Friday, August 16, 2013

Film Classics—Alfred Hitchcock's "Rear Window"

The opening credits appear before an interior . The blinds of three windows open themselves in succession from left to right. The music of loud horns and drums play. The windows reveal the courtyard of modest city apartments. It is day. Alfred Hitchcock's name flashes across the screen. The camera swings low towards the window. In the center of the screen lies a small window. Through this window, we can see a woman brush the back of her blonde hair. What draws our gaze to this woman? Two things: the color and the motion. I suspect this opening scene may offer a way into understanding sexuality, violence, and ultimately, the act of spectating through Rear Window.  
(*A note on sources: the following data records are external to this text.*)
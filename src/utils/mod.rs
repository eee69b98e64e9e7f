pub mod http;
pub mod logging;
pub mod retry;
pub mod timing;

#[cfg(test)]
pub mod test_support;
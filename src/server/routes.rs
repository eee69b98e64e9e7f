use axum::extract::{Multipart, Path, Query, State};
use axum::Json;
use serde::Deserialize;
use serde_json::{json, Value};
use tracing::{info, warn};

use crate::error::{ApiError, StylistError, StylistResult};
use crate::llm::media::{collect_image_files, load_image_file, ImageInput};
use crate::pipeline::items::Item;
use crate::pipeline::sample::{sample_outfits, sample_profile};
use crate::pipeline::StyleReport;
use crate::server::upload::{validate_upload, StagedUploads, UploadLimits};
use crate::state::AppState;
use crate::utils::timing::RequestTimer;

const IMAGES_FIELD: &str = "images";

type ApiResult<T> = Result<Json<T>, ApiError>;

pub async fn root() -> Json<Value> {
    Json(json!({ "Hello": "World" }))
}

#[derive(Debug, Deserialize)]
pub struct ItemQuery {
    q: Option<String>,
}

pub async fn read_item(
    Path(item_id): Path<String>,
    Query(query): Query<ItemQuery>,
) -> ApiResult<Value> {
    let item_id: i64 = item_id.trim().parse().map_err(|_| {
        StylistError::InvalidInput(format!("item_id must be an integer, got '{item_id}'"))
    })?;
    Ok(Json(json!({ "item_id": item_id, "q": query.q })))
}

pub async fn health(State(state): State<AppState>) -> Json<Value> {
    Json(json!({
        "status": "ok",
        "version": env!("CARGO_PKG_VERSION"),
        "item_search_mode": state.config().item_search_mode.as_str(),
    }))
}

async fn run_timed(
    state: &AppState,
    route: &str,
    images: Vec<ImageInput>,
) -> StylistResult<StyleReport> {
    let mut timer = RequestTimer::start(route, images.len());
    match state.stylist.run(images).await {
        Ok(report) => {
            timer.complete(
                "success",
                Some(format!(
                    "outfits={} items={}",
                    report.outfit_recommendations.len(),
                    report.items.len()
                )),
            );
            Ok(report)
        }
        Err(err) => {
            timer.complete("error", Some(err.to_string()));
            Err(err)
        }
    }
}

async fn load_all(paths: &[std::path::PathBuf]) -> StylistResult<Vec<ImageInput>> {
    let mut images = Vec::with_capacity(paths.len());
    for path in paths {
        images.push(load_image_file(path).await?);
    }
    Ok(images)
}

/// Runs the pipeline on the images already sitting in the upload directory.
pub async fn generate_from_directory(State(state): State<AppState>) -> ApiResult<StyleReport> {
    let dir = state.config().upload_dir.clone();
    let paths = collect_image_files(&dir).await?;
    if paths.is_empty() {
        return Err(StylistError::InvalidInput(format!(
            "No JPEG or PNG images found in {}",
            dir.display()
        ))
        .into());
    }

    info!("Generating from {} image(s) in {}", paths.len(), dir.display());
    let images = load_all(&paths).await?;
    let report = run_timed(&state, "GET /generate", images).await?;
    Ok(Json(report))
}

pub async fn generate_from_upload(
    State(state): State<AppState>,
    mut multipart: Multipart,
) -> ApiResult<StyleReport> {
    let config = state.config();
    let limits = UploadLimits {
        max_images: config.max_upload_images,
        max_image_bytes: config.max_image_bytes,
    };
    let mut staged = StagedUploads::new(&config.upload_dir).await?;

    while let Some(field) = multipart
        .next_field()
        .await
        .map_err(|err| StylistError::InvalidInput(format!("Invalid multipart body: {err}")))?
    {
        if field.name() != Some(IMAGES_FIELD) {
            warn!("Ignoring unexpected multipart field {:?}", field.name());
            continue;
        }
        let file_name = field.file_name().unwrap_or("upload").to_string();
        let bytes = field.bytes().await.map_err(|err| {
            StylistError::InvalidInput(format!("Failed to read image '{file_name}': {err}"))
        })?;
        validate_upload(limits, staged.paths().len(), &file_name, &bytes)?;
        staged.stage(&file_name, &bytes).await?;
    }

    if staged.paths().is_empty() {
        return Err(StylistError::InvalidInput(format!(
            "No images uploaded; send one or more '{IMAGES_FIELD}' fields"
        ))
        .into());
    }

    let images = load_all(staged.paths()).await?;
    let report = run_timed(&state, "POST /generate", images).await?;
    Ok(Json(report))
}

/// Item search only, over the built-in sample outfits.
pub async fn generate_sample_items(State(state): State<AppState>) -> ApiResult<Vec<Item>> {
    let profile = sample_profile();
    let outfits = sample_outfits();
    info!(
        "Generating items for {} sample outfits ({} / {})",
        outfits.len(),
        profile.attire_style,
        profile.style_archetype
    );

    let mut timer = RequestTimer::start("GET /generate-items", 0);
    let items = match state.stylist.items_for(&outfits).await {
        Ok(items) => items,
        Err(err) => {
            timer.complete("error", Some(err.to_string()));
            return Err(err.into());
        }
    };
    timer.complete("success", Some(format!("items={}", items.len())));
    Ok(Json(items))
}
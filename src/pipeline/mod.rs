pub mod items;
pub mod outfits;
pub mod profile;
pub mod sample;

use serde::{Deserialize, Serialize};
use tracing::info;

use crate::config::Config;
use crate::error::StylistResult;
use crate::llm::media::{downscale_all, ImageInput};
use crate::llm::{OpenAiClient, SerpApiClient};
use items::Item;
use outfits::OutfitRecommendation;
use profile::CustomerProfile;

#[derive(Debug, Clone, Serialize, Deserialize)]
pub struct StyleReport {
    pub profile: CustomerProfile,
    pub outfit_recommendations: Vec<OutfitRecommendation>,
    pub items: Vec<Item>,
}

/// Runs photos through profile inference, outfit generation and item search.
#[derive(Debug, Clone)]
pub struct Stylist {
    config: Config,
    openai: OpenAiClient,
    search: SerpApiClient,
}

impl Stylist {
    pub fn new(config: Config) -> Self {
        let openai = OpenAiClient::from_config(&config);
        let search = SerpApiClient::from_config(&config);
        Self {
            config,
            openai,
            search,
        }
    }

    pub fn config(&self) -> &Config {
        &self.config
    }

    pub async fn run(&self, images: Vec<ImageInput>) -> StylistResult<StyleReport> {
        self.run_with_outfits(images, self.config.num_outfits).await
    }

    pub async fn run_with_outfits(
        &self,
        images: Vec<ImageInput>,
        num_outfits: usize,
    ) -> StylistResult<StyleReport> {
        let images = downscale_all(images, self.config.image_max_dimension).await?;

        let profile = profile::generate_profile(&self.openai, &self.config, &images).await?;
        let outfit_recommendations =
            outfits::generate_outfits(&self.openai, &self.config, &profile, num_outfits).await?;
        let items = self.items_for(&outfit_recommendations).await?;

        info!(
            "Style report ready: outfits={} items={}",
            outfit_recommendations.len(),
            items.len()
        );
        Ok(StyleReport {
            profile,
            outfit_recommendations,
            items,
        })
    }

    pub async fn items_for(&self, outfits: &[OutfitRecommendation]) -> StylistResult<Vec<Item>> {
        items::generate_items(&self.search, &self.config, outfits).await
    }
}
pub mod media;
pub mod openai;
pub mod serpapi;

pub use openai::{ImageRequest, OpenAiClient};
pub use serpapi::SerpApiClient;
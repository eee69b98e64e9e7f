use std::time::Duration;

use reqwest::{RequestBuilder, Response, StatusCode};
use serde_json::Value;
use tracing::warn;

use crate::config::Config;
use crate::error::{StylistError, StylistResult};
use crate::utils::http::truncate_for_log;

const ERROR_BODY_LIMIT: usize = 2000;
const MAX_BACKOFF_SHIFT: usize = 8;

#[derive(Debug, Clone, Copy)]
pub struct RetryPolicy {
    pub max_retries: usize,
    pub base_delay: Duration,
}

impl RetryPolicy {
    pub fn from_config(config: &Config) -> Self {
        Self {
            max_retries: config.api_max_retries,
            base_delay: Duration::from_millis(config.api_retry_base_delay_ms),
        }
    }

    pub fn delay_for(&self, attempt: usize) -> Duration {
        let factor = 1u32 << attempt.min(MAX_BACKOFF_SHIFT);
        self.base_delay.saturating_mul(factor)
    }
}

pub fn should_retry_status(status: StatusCode) -> bool {
    status.is_server_error()
        || status == StatusCode::TOO_MANY_REQUESTS
        || status == StatusCode::REQUEST_TIMEOUT
}

fn should_retry_error(err: &reqwest::Error) -> bool {
    err.is_timeout() || err.is_connect()
}

/// Pulls `error.message` (or a top-level `message`/`error` string) out of an
/// upstream error body, falling back to the truncated raw body.
pub fn summarize_error_body(body: &str) -> String {
    let trimmed = body.trim();
    if trimmed.is_empty() {
        return "empty response body".to_string();
    }

    if let Ok(value) = serde_json::from_str::<Value>(trimmed) {
        let message = value
            .pointer("/error/message")
            .and_then(|v| v.as_str())
            .or_else(|| value.get("message").and_then(|v| v.as_str()))
            .or_else(|| value.get("error").and_then(|v| v.as_str()));
        if let Some(message) = message {
            return message.to_string();
        }
        return truncate_for_log(&value.to_string(), ERROR_BODY_LIMIT);
    }

    truncate_for_log(trimmed, ERROR_BODY_LIMIT)
}

/// Sends the request built by `build`, retrying transient failures with
/// exponential backoff. Non-2xx responses that are not retried become
/// `StylistError::Upstream`.
pub async fn send_with_retry<F>(
    service: &'static str,
    policy: &RetryPolicy,
    build: F,
) -> StylistResult<Response>
where
    F: Fn() -> RequestBuilder,
{
    let attempts = policy.max_retries + 1;
    let mut attempt = 0;
    loop {
        let last_attempt = attempt + 1 >= attempts;
        let response = match build().send().await {
            Ok(response) => response,
            Err(err) => {
                let retry = should_retry_error(&err) && !last_attempt;
                warn!(
                    "{} request error: {} (timeout={}, connect={}, attempt={}/{}, retrying={})",
                    service,
                    err,
                    err.is_timeout(),
                    err.is_connect(),
                    attempt + 1,
                    attempts,
                    retry
                );
                if retry {
                    tokio::time::sleep(policy.delay_for(attempt)).await;
                    attempt += 1;
                    continue;
                }
                return Err(StylistError::upstream(service, err.to_string()));
            }
        };

        let status = response.status();
        if status.is_success() {
            return Ok(response);
        }

        let body = response.text().await.unwrap_or_default();
        let detail = summarize_error_body(&body);
        let retry = should_retry_status(status) && !last_attempt;
        warn!(
            "{} API error: status={}, detail={}, attempt={}/{}, retrying={}",
            service,
            status,
            detail,
            attempt + 1,
            attempts,
            retry
        );
        if retry {
            tokio::time::sleep(policy.delay_for(attempt)).await;
            attempt += 1;
            continue;
        }
        return Err(StylistError::upstream(
            service,
            format!("status {}: {}", status.as_u16(), detail),
        ));
    }
}
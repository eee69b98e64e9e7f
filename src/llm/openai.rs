use std::time::Duration;

use serde::Deserialize;
use serde_json::{json, Value};
use tracing::{debug, warn};

use crate::config::Config;
use crate::error::{StylistError, StylistResult};
use crate::llm::media::{to_data_url, ImageInput};
use crate::utils::http::{get_http_client, truncate_for_log};
use crate::utils::retry::{send_with_retry, RetryPolicy};
use crate::utils::timing::log_api_timing;

const SERVICE: &str = "openai";

#[derive(Debug, Deserialize)]
struct ChatCompletionResponse {
    #[serde(default)]
    choices: Vec<ChatChoice>,
}

#[derive(Debug, Deserialize)]
struct ChatChoice {
    message: Option<ChatMessage>,
}

#[derive(Debug, Deserialize)]
struct ChatMessage {
    content: Option<String>,
    refusal: Option<String>,
}

#[derive(Debug, Deserialize)]
struct ImageGenerationResponse {
    #[serde(default)]
    data: Vec<GeneratedImage>,
}

#[derive(Debug, Deserialize)]
struct GeneratedImage {
    url: Option<String>,
    revised_prompt: Option<String>,
}

#[derive(Debug, Clone)]
pub struct ImageRequest<'a> {
    pub model: &'a str,
    pub prompt: &'a str,
    pub size: &'a str,
    pub quality: &'a str,
}

/// Client for an OpenAI-compatible chat completion and image generation API.
#[derive(Debug, Clone)]
pub struct OpenAiClient {
    base_url: String,
    api_key: String,
    timeout: Duration,
    retry: RetryPolicy,
}

impl OpenAiClient {
    pub fn new(base_url: &str, api_key: &str, timeout: Duration, retry: RetryPolicy) -> Self {
        Self {
            base_url: base_url.trim_end_matches('/').to_string(),
            api_key: api_key.trim().to_string(),
            timeout,
            retry,
        }
    }

    pub fn from_config(config: &Config) -> Self {
        Self::new(
            &config.openai_base_url,
            &config.openai_api_key,
            config.api_timeout(),
            RetryPolicy::from_config(config),
        )
    }

    fn ensure_configured(&self) -> StylistResult<()> {
        if self.api_key.is_empty() {
            return Err(StylistError::Config(
                "OPENAI_API_KEY is not configured.".to_string(),
            ));
        }
        Ok(())
    }

    async fn post_json(&self, path: &str, payload: &Value) -> StylistResult<reqwest::Response> {
        self.ensure_configured()?;
        let url = format!("{}/{}", self.base_url, path);
        send_with_retry(SERVICE, &self.retry, || {
            get_http_client()
                .post(&url)
                .bearer_auth(&self.api_key)
                .timeout(self.timeout)
                .json(payload)
        })
        .await
    }

    async fn chat_completion(&self, payload: Value) -> StylistResult<String> {
        let response = self.post_json("chat/completions", &payload).await?;
        let body: ChatCompletionResponse = response.json().await.map_err(|err| {
            StylistError::malformed("chat completion", format!("invalid JSON body: {err}"))
        })?;

        let message = body
            .choices
            .into_iter()
            .next()
            .and_then(|choice| choice.message)
            .ok_or_else(|| StylistError::malformed("chat completion", "no choices returned"))?;

        if let Some(refusal) = message.refusal.filter(|value| !value.trim().is_empty()) {
            warn!("Model refused the request: {}", truncate_for_log(&refusal, 300));
            return Err(StylistError::malformed(
                "chat completion",
                format!("model refused: {refusal}"),
            ));
        }

        let content = message.content.unwrap_or_default();
        if content.trim().is_empty() {
            return Err(StylistError::malformed("chat completion", "empty message content"));
        }
        debug!("Chat completion content: {}", truncate_for_log(&content, 500));
        Ok(content)
    }

    /// Sends `images` as the user turn, after `system_prompt`.
    pub async fn chat_with_images(
        &self,
        model: &str,
        system_prompt: &str,
        images: &[ImageInput],
        max_tokens: u32,
    ) -> StylistResult<String> {
        let parts: Vec<Value> = images
            .iter()
            .map(|image| {
                json!({
                    "type": "image_url",
                    "image_url": { "url": to_data_url(image) }
                })
            })
            .collect();

        let payload = json!({
            "model": model,
            "messages": [
                { "role": "system", "content": system_prompt },
                { "role": "user", "content": parts },
            ],
            "max_tokens": max_tokens,
        });

        let metadata = json!({ "images": images.len() });
        log_api_timing(SERVICE, model, "chat_with_images", Some(metadata), || {
            self.chat_completion(payload)
        })
        .await
    }

    pub async fn chat_text(
        &self,
        model: &str,
        system_prompt: &str,
        user_content: &str,
        max_tokens: u32,
    ) -> StylistResult<String> {
        let payload = json!({
            "model": model,
            "messages": [
                { "role": "system", "content": system_prompt },
                { "role": "user", "content": user_content },
            ],
            "max_tokens": max_tokens,
        });

        log_api_timing(SERVICE, model, "chat_text", None, || {
            self.chat_completion(payload)
        })
        .await
    }

    /// Generates a single image and returns its hosted URL.
    pub async fn generate_image(&self, request: ImageRequest<'_>) -> StylistResult<String> {
        let payload = json!({
            "model": request.model,
            "prompt": request.prompt,
            "size": request.size,
            "quality": request.quality,
            "n": 1,
        });

        log_api_timing(SERVICE, request.model, "generate_image", None, || async {
            let response = self.post_json("images/generations", &payload).await?;
            let body: ImageGenerationResponse = response.json().await.map_err(|err| {
                StylistError::malformed("image generation", format!("invalid JSON body: {err}"))
            })?;
            let image = body
                .data
                .into_iter()
                .next()
                .ok_or_else(|| StylistError::malformed("image generation", "no images returned"))?;
            if let Some(revised) = image.revised_prompt.as_deref() {
                debug!("Image prompt revised to: {}", truncate_for_log(revised, 300));
            }
            image
                .url
                .filter(|url| !url.trim().is_empty())
                .ok_or_else(|| StylistError::malformed("image generation", "image has no url"))
        })
        .await
    }
}
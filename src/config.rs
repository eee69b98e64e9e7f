use std::collections::HashMap;
use std::env;
use std::net::SocketAddr;
use std::path::PathBuf;
use std::time::Duration;

use anyhow::{anyhow, Result};
use once_cell::sync::Lazy;
use tracing::warn;

use crate::pipeline::items::ItemSearchMode;

pub const MAX_OUTFITS: usize = 10;

#[derive(Debug, Clone)]
pub struct Config {
    pub log_level: String,
    pub log_dir: PathBuf,
    pub bind_addr: SocketAddr,
    pub frontend_origin: String,
    pub upload_dir: PathBuf,
    pub max_upload_images: usize,
    pub max_image_bytes: usize,
    pub image_max_dimension: u32,
    pub openai_api_key: String,
    pub openai_base_url: String,
    pub vision_model: String,
    pub text_model: String,
    pub profile_max_tokens: u32,
    pub outfit_max_tokens: u32,
    pub image_model: String,
    pub image_size: String,
    pub image_quality: String,
    pub num_outfits: usize,
    pub image_concurrency: usize,
    pub serpapi_key: String,
    pub serpapi_endpoint: String,
    pub item_search_mode: ItemSearchMode,
    pub search_concurrency: usize,
    pub max_items_per_outfit: usize,
    pub api_max_retries: usize,
    pub api_retry_base_delay_ms: u64,
    pub api_timeout_seconds: u64,
}

pub static CONFIG: Lazy<Config> =
    Lazy::new(|| Config::load().expect("Failed to load configuration"));

struct Lookup<'a> {
    source: &'a dyn Fn(&str) -> Option<String>,
}

impl Lookup<'_> {
    fn raw(&self, name: &str) -> Option<String> {
        (self.source)(name)
    }

    fn string(&self, name: &str, default: &str) -> String {
        self.raw(name).unwrap_or_else(|| default.to_string())
    }

    fn u64(&self, name: &str, default: u64) -> u64 {
        self.raw(name)
            .and_then(|value| value.trim().parse::<u64>().ok())
            .unwrap_or(default)
    }

    fn u32(&self, name: &str, default: u32) -> u32 {
        self.raw(name)
            .and_then(|value| value.trim().parse::<u32>().ok())
            .unwrap_or(default)
    }

    fn usize(&self, name: &str, default: usize) -> usize {
        self.raw(name)
            .and_then(|value| value.trim().parse::<usize>().ok())
            .unwrap_or(default)
    }
}

fn clamp_outfits(value: usize) -> usize {
    if value == 0 || value > MAX_OUTFITS {
        warn!(
            "NUM_OUTFITS={} is outside 1..={}; clamping.",
            value, MAX_OUTFITS
        );
    }
    value.clamp(1, MAX_OUTFITS)
}

impl Config {
    pub fn load() -> Result<Self> {
        Self::from_lookup(|name| env::var(name).ok())
    }

    pub fn from_lookup<F>(source: F) -> Result<Self>
    where
        F: Fn(&str) -> Option<String>,
    {
        let lookup = Lookup { source: &source };

        let bind_raw = lookup.string("BIND_ADDR", "0.0.0.0:8000");
        let bind_addr = bind_raw
            .trim()
            .parse::<SocketAddr>()
            .map_err(|err| anyhow!("Invalid BIND_ADDR '{bind_raw}': {err}"))?;

        let mode_raw = lookup.string("ITEM_SEARCH_MODE", "shopping");
        let item_search_mode = ItemSearchMode::from_str(&mode_raw).ok_or_else(|| {
            anyhow!("Invalid ITEM_SEARCH_MODE '{mode_raw}': expected 'shopping' or 'lens'")
        })?;

        Ok(Config {
            log_level: lookup.string("LOG_LEVEL", "info").to_lowercase(),
            log_dir: PathBuf::from(lookup.string("LOG_DIR", "logs")),
            bind_addr,
            frontend_origin: lookup
                .string("FRONTEND_ORIGIN", "http://localhost:3000")
                .trim()
                .trim_end_matches('/')
                .to_string(),
            upload_dir: PathBuf::from(lookup.string("UPLOAD_DIR", "img")),
            max_upload_images: lookup.usize("MAX_UPLOAD_IMAGES", 10).max(1),
            max_image_bytes: lookup.usize("MAX_IMAGE_BYTES", 10 * 1024 * 1024).max(1),
            image_max_dimension: lookup.u32("IMAGE_MAX_DIMENSION", 2048),
            openai_api_key: lookup.string("OPENAI_API_KEY", ""),
            openai_base_url: lookup.string("OPENAI_BASE_URL", "https://api.openai.com/v1"),
            vision_model: lookup.string("VISION_MODEL", "gpt-4o-mini"),
            text_model: lookup.string("TEXT_MODEL", "gpt-4o-mini"),
            profile_max_tokens: lookup.u32("PROFILE_MAX_TOKENS", 1000),
            outfit_max_tokens: lookup.u32("OUTFIT_MAX_TOKENS", 500),
            image_model: lookup.string("IMAGE_MODEL", "dall-e-3"),
            image_size: lookup.string("IMAGE_SIZE", "1024x1024"),
            image_quality: lookup.string("IMAGE_QUALITY", "standard"),
            num_outfits: clamp_outfits(lookup.usize("NUM_OUTFITS", 5)),
            image_concurrency: lookup.usize("IMAGE_CONCURRENCY", 3).max(1),
            serpapi_key: lookup.string("SERPAPI_KEY", ""),
            serpapi_endpoint: lookup.string("SERPAPI_ENDPOINT", "https://serpapi.com/search.json"),
            item_search_mode,
            search_concurrency: lookup.usize("SEARCH_CONCURRENCY", 2).max(1),
            max_items_per_outfit: lookup.usize("MAX_ITEMS_PER_OUTFIT", 10).max(1),
            api_max_retries: lookup.usize("API_MAX_RETRIES", 2),
            api_retry_base_delay_ms: lookup.u64("API_RETRY_BASE_DELAY_MS", 500),
            api_timeout_seconds: lookup.u64("API_TIMEOUT_SECONDS", 120).max(1),
        })
    }

    pub fn from_map(values: &HashMap<&str, &str>) -> Result<Self> {
        Self::from_lookup(|name| values.get(name).map(|value| value.to_string()))
    }

    pub fn api_timeout(&self) -> Duration {
        Duration::from_secs(self.api_timeout_seconds)
    }
}

pub const PROFILE_SYSTEM_PROMPT: &str = r#"Analyze the provided images and create one detailed customer profile.
Focus on visual cues to determine age, occupation, location, ethnicity, style, and other characteristics.
Provide the response in a JSON format, without the code block, with the following fields:
- Age (integer)
- Occupation (string)
- Location (string, based on visual context)
- Hobbies (array of strings)
- Ethnicity (string)
- Attire Style (one of: Casual, Business Casual, Smart Casual, Business, Streetwear, Vintage)
- Style Archetype (string)
- Color Palette (string)
- Influence (string)

example response:
{
"Age": 20,
"Occupation": "Student/Artist",
"Location": "Urban Area",
"Hobbies": ["Gaming", "Drawing", "Anime/Manga"],
"Ethnicity": "Not Specified",
"Attire Style": "Casual",
"Style Archetype": "Youthful/Trendy",
"Color Palette": "Black, Blue, Pink",
"Influence": "Anime Culture"
}"#;

pub const OUTFIT_SYSTEM_PROMPT: &str = "Given a customer profile, generate {num_outfits} unique outfit descriptions.\nEach description should be 1-2 sentences that describe the type of outfit and its purpose.\nConsider the person's age, style preferences, and influences.\nFocus on creating a range from casual to more dressed up while staying true to their aesthetic.\nReturn just the descriptions as a JSON array of strings, no additional formatting.";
What is a rear window? A first answer may be the window that is behind us. The window in the back of a car for instance. The rear is found in relation to the activity of the car, the moving forward, which we recognize as the front of the car. In this film, we look out of the window of an apartment. Why do we call it rear? The windows are placed opposite the front door. The door is the gateway into the world. What, then, do the rear windows face? In cars lined up on the highway, the rear-view mirror lets us look at the front of other cars. In Hitchcock's New York City courtyard, the rear window is a gateway into the rear window of other apartments. The rear window is both that which we look out of and look into. Perhaps we have also found the answer the question, what is a window? It is the limit of our built spaces. (Eyes are a kind of window too.) It also both to be looked out of and into. We build windows to allow the light in and our gaze out. Windows are for when we want to look out without going to where we wish to look. At times, this separation is desired in bad weather or protection from the snake in the zoo. But at other times, we find windows to be symbols of separation. Imagine the prisoner meeting their loved one, separated by plexi-glass. Windows can sometimes be worse than walls. They imprison us while allowing us to gaze upon that from which we are exiled.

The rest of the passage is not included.